Die Serie „Grundrisse“ nimmt Bezüge auf zu architektonischen Elementen, setzt sich mit der Normierung von Wohnungen moderner Gesellschaften auseinander; das bewusste Umgehen mit einer Behausung und ihrer Gestaltung stellt die konventionellen Normen in Frage und sucht nach individuellen Kriterien. In den Collagen werden Grundrisse aufgebrochen, ihrer traditionellen Funktion enthoben. Sie werden mit freien Zeichnungen, Fotografien, Magazinblättern, Zitaten aus Texten über das Thema Wohnen kombiniert.

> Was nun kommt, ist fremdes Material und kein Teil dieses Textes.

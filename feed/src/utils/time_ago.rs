//! Relative-age formatting for event timestamps.
//!
//! Elapsed time is bucketed into the largest whole unit:
//!
//! | Elapsed | Output |
//! |---------|--------|
//! | `< 60s` | `"{s}s ago"` |
//! | `< 1h` | `"{m}m ago"` |
//! | `< 1d` | `"{h}h ago"` |
//! | otherwise | `"{d}d ago"` |
//!
//! The current instant is always passed in by the caller.

use chrono::{DateTime, Utc};

use crate::render::RenderError;

const SECS_PER_MINUTE: i64 = 60;
const SECS_PER_HOUR: i64 = 3_600;
const SECS_PER_DAY: i64 = 86_400;

/// Formats the age of `timestamp` relative to `now`.
///
/// Timestamps later than `now` are clamped to `"0s ago"`.
///
/// # Errors
///
/// Returns [`RenderError::MalformedTimestamp`] if `timestamp` is not a valid
/// RFC 3339 / ISO-8601 date-time.
///
/// # Example
///
/// ```
/// use chrono::{Duration, Utc};
/// use gh_feed::utils::time_ago;
///
/// let now = Utc::now();
/// let ts = (now - Duration::seconds(90)).to_rfc3339();
/// assert_eq!(time_ago(&ts, now).unwrap(), "1m ago");
/// ```
pub fn time_ago(timestamp: &str, now: DateTime<Utc>) -> Result<String, RenderError> {
    let event_time = parse_utc(timestamp)?;
    let elapsed = (now - event_time).num_seconds().max(0);
    Ok(format_elapsed(elapsed))
}

/// Parses an ISO-8601 timestamp and normalizes it to UTC.
///
/// # Errors
///
/// Returns [`RenderError::MalformedTimestamp`] on any parse failure.
pub fn parse_utc(timestamp: &str) -> Result<DateTime<Utc>, RenderError> {
    DateTime::parse_from_rfc3339(timestamp)
        .map(|dt| dt.with_timezone(&Utc))
        .map_err(|source| RenderError::MalformedTimestamp {
            value: timestamp.to_string(),
            source,
        })
}

/// Formats a non-negative number of elapsed seconds.
#[must_use]
pub fn format_elapsed(secs: i64) -> String {
    if secs < SECS_PER_MINUTE {
        format!("{secs}s ago")
    } else if secs < SECS_PER_HOUR {
        format!("{}m ago", secs / SECS_PER_MINUTE)
    } else if secs < SECS_PER_DAY {
        format!("{}h ago", secs / SECS_PER_HOUR)
    } else {
        format!("{}d ago", secs / SECS_PER_DAY)
    }
}
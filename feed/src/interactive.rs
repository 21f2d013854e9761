//! Interactive prompt session.
//!
//! Asks for the same inputs the command-line flags provide:
//!
//! ```text
//! Welcome to Interactive Mode!
//! Enter GitHub username: octocat
//! Use GitHub token? (y/n): n
//! Filter by event type (leave blank for all): push
//! Export results to JSON? (y/n): y
//! ```
//!
//! Generic over [`BufRead`] / [`Write`] so sessions can be scripted in tests.

use std::io::{self, BufRead, Write};

use thiserror::Error;

use crate::app::RunOptions;

/// Greeting printed at the start of a session.
pub const WELCOME: &str = "Welcome to Interactive Mode!";

/// Errors that can occur during a prompt session.
#[derive(Error, Debug)]
pub enum InteractiveError {
    /// Reading input or writing a prompt failed.
    #[error("I/O error: {0}")]
    Io(#[from] io::Error),

    /// Input ended before every question was answered.
    #[error("input ended before '{prompt}' was answered")]
    EndOfInput { prompt: &'static str },

    /// The username answer was blank.
    #[error("username cannot be empty")]
    EmptyUsername,
}

/// Answers collected from one session.
#[derive(Debug, Clone, Default, PartialEq, Eq)]
pub struct InteractiveAnswers {
    /// GitHub username.
    pub username: String,

    /// Token typed at the prompt. `None` keeps the configured token.
    pub token: Option<String>,

    /// Event type filter, `None` for all.
    pub filter: Option<String>,

    /// Whether to export the feed as JSON.
    pub export: bool,
}

impl From<InteractiveAnswers> for RunOptions {
    fn from(answers: InteractiveAnswers) -> Self {
        RunOptions {
            username: answers.username,
            filter: answers.filter,
            export: answers.export,
            ..RunOptions::default()
        }
    }
}

/// Runs a prompt session.
///
/// # Errors
///
/// Returns [`InteractiveError`] on I/O failure, early end of input, or a
/// blank username.
pub fn prompt_session<R: BufRead, W: Write>(
    input: &mut R,
    output: &mut W,
) -> Result<InteractiveAnswers, InteractiveError> {
    writeln!(output, "{WELCOME}")?;

    let username = ask(input, output, "Enter GitHub username: ")?;
    if username.is_empty() {
        return Err(InteractiveError::EmptyUsername);
    }

    let mut token = None;
    if is_yes(&ask(input, output, "Use GitHub token? (y/n): ")?) {
        let typed = ask(
            input,
            output,
            "Enter GitHub token (leave blank to use $GITHUB_TOKEN): ",
        )?;
        token = Some(typed).filter(|t| !t.is_empty());
    }

    let filter = Some(ask(input, output, "Filter by event type (leave blank for all): ")?)
        .filter(|f| !f.is_empty());
    let export = is_yes(&ask(input, output, "Export results to JSON? (y/n): ")?);

    Ok(InteractiveAnswers {
        username,
        token,
        filter,
        export,
    })
}

/// Writes `prompt`, reads one line, and returns it trimmed.
fn ask<R: BufRead, W: Write>(
    input: &mut R,
    output: &mut W,
    prompt: &'static str,
) -> Result<String, InteractiveError> {
    write!(output, "{prompt}")?;
    output.flush()?;

    let mut line = String::new();
    if input.read_line(&mut line)? == 0 {
        return Err(InteractiveError::EndOfInput { prompt });
    }
    Ok(line.trim().to_string())
}

fn is_yes(answer: &str) -> bool {
    answer.eq_ignore_ascii_case("y")
}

In der Serie „Heimat“ überarbeite ich Fotografien von Ansichten geliebter Orte in meiner Heimat, Darmstadt. Fremdartige Portraits blicken melancholisch ins Ungewisse. Für mich stellt sich die Frage: ist die Heimat ein Zufluchtsort oder eine Illusion? Der samtig matte Überzug aus Wachs gibt den Arbeiten etwas Indirektes; auch eine „Konservierung“ im übertragenen Sinn ist beabsichtigt.

Die Serie „Portraits“ hat sich aus der Serie „Heimat“ entwickelt. Gesichter werden aus dem Zusammenhang gelöst und eine Spannung zwischen realer menschlicher Physiognomie und ihrer Irritation aufgebaut. Das Behausungsthema bekommt hier noch eine abstraktere Variante: Der Kopf als Behausung des menschlichen Geistes, als Ausgangspunkt unseres Bewusstseins, unserer Gefühle, Erfahrungen, unseres Standpunkts zur Welt. Das Gehirn ist die Schaltzentrale für alles, was den Menschen bewegt.

In den Serien „Gartenhäuser“, „Nester“, „Gemächer“ reduziert sich Gegenständliches auf wenige figürliche Fragmente, die in die Zeichnungen/Collagen eingearbeitet sind. Florale Elemente, luftig in den Gartenhäusern, verdichtet in den Nestern, schaffen poetische, heitere Behausungs-Anmutungen. Die Gemächer folgen dem Bedürfnis nach einem Rückzugsort, intim, strenger, die Farben Braun und Schwarz und klare Formen sind dominant in den Collagen.